Health TipsNovember 9, 2022

Share this

Although not the only tool in my toolbox, my psychologist has been a key one in managing the daily dance between depression and anxiety.

Here are 5 pieces of wisdom they impart regularly that I have found helpful:


1) Ease the consumption

Even when it's obvious, my ability to take action for the good of my mental health is often hampered by my tendency to over-consume.

Media, advice, knowledge, often this leads to an endless exhausting quest for more anxiety, when often the answer can be the same and can be simple.

Concentrate on catching yourself to try and halt this cycle and truly disengage to move calmly forward.


2) Get off the train

When your internal world is relentlessly overwhelming, it can feel like you are on a never-ending train.

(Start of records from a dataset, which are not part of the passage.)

use crate::scene::color::Color;
use crate::scene::object::ObjectId;
use crate::scene::registry::ObjectSnapshot;

/// A recorded registry mutation. Each command carries enough state to be
/// applied in either direction.
#[derive(Debug, Clone, Copy, PartialEq)]
pub enum Command {
    Add(ObjectSnapshot),
    Remove(ObjectSnapshot),
    ColorChange {
        id: ObjectId,
        from: Color,
        to: Color,
    },
}

/// Linear undo/redo log. Pushing after an undo discards the redo tail.
#[derive(Debug, Default)]
pub struct HistoryStack {
    commands: Vec<Command>,
    /// Number of commands currently applied.
    cursor: usize,
    /// Object whose color is being edited by a picker that is still active.
    /// Further color changes to it extend the last entry.
    color_edit: Option<ObjectId>,
}

impl HistoryStack {
    pub fn new() -> Self {
        Self::default()
    }

    pub fn push(&mut self, command: Command) {
        self.commands.truncate(self.cursor);

        if let Command::ColorChange { id, to, .. } = command {
            if self.color_edit == Some(id) {
                if let Some(Command::ColorChange { to: last_to, .. }) = self.commands.last_mut() {
                    *last_to = to;
                    return;
                }
            }
            self.color_edit = Some(id);
        } else {
            self.color_edit = None;
        }

        self.commands.push(command);
        self.cursor = self.commands.len();
    }

    /// Closes the running color edit, the next change starts a new entry.
    pub fn end_edit(&mut self) {
        self.color_edit = None;
    }

    /// Steps back and returns the command to revert.
    pub fn undo(&mut self) -> Option<Command> {
        self.color_edit = None;
        self.cursor = self.cursor.checked_sub(1)?;
        Some(self.commands[self.cursor])
    }

    /// Steps forward and returns the command to apply again.
    pub fn redo(&mut self) -> Option<Command> {
        self.color_edit = None;
        let command = *self.commands.get(self.cursor)?;
        self.cursor += 1;
        Some(command)
    }

    /// Overwrites the command returned by the last `undo`, so a later redo
    /// replays the state the object had when it was undone.
    pub fn replace_undone(&mut self, command: Command) {
        if let Some(slot) = self.commands.get_mut(self.cursor) {
            *slot = command;
        }
    }

    /// Overwrites the command returned by the last `redo`.
    pub fn replace_redone(&mut self, command: Command) {
        if let Some(slot) = self
            .cursor
            .checked_sub(1)
            .and_then(|index| self.commands.get_mut(index))
        {
            *slot = command;
        }
    }

    pub fn can_undo(&self) -> bool {
        self.cursor > 0
    }

    pub fn can_redo(&self) -> bool {
        self.cursor < self.commands.len()
    }

    pub fn len(&self) -> usize {
        self.commands.len()
    }

    pub fn is_empty(&self) -> bool {
        self.commands.is_empty()
    }
}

Know that at every stop, you have an opportunity to take a step and get off the train.

The train will continue on its loop and sometimes you have to get back on, but know you can disembark and achieve going about your day with relative calm.


3) Know what you want before you ask for it 

This is a recent revelation for me as for a lifetime I allowed myself to become frustrated, resentful and more depressed when I felt I wasn't getting what I wanted or needed.

When I stepped back, I realised I hadn't even worked out what contentment or the "ideal" was for me, let alone voiced it.

Take your time and communicate as clearly as you can.


4) Mindfulness can take many forms

Not everyone finds solace and peace in yoga or meditation.

Although life-changing for some, it can be incredibly cliché and not appropriate for all.

Decompressing does not always have to involve the mental masturbation of finding yourself or existentially analysing everything (guilty as charged).

It can take the form of walking, reading, watching your favourite Netflix show, sleeping, painting, cooking, climbing mountains, getting your haircut, singing, dancing, chess, gaming and more.


5) Language matters

Those with mental challenges can tell ourselves the most fantastical (sometimes negative) stories, that in just the essence of considering them, can be horribly uncomfortable, no matter how "real" they are.

You won't stop these stories completely but try to catch yourself in these streams and notice the language.

Avoid language of "better" or "worse" and ease off measuring a situation, everything is progress.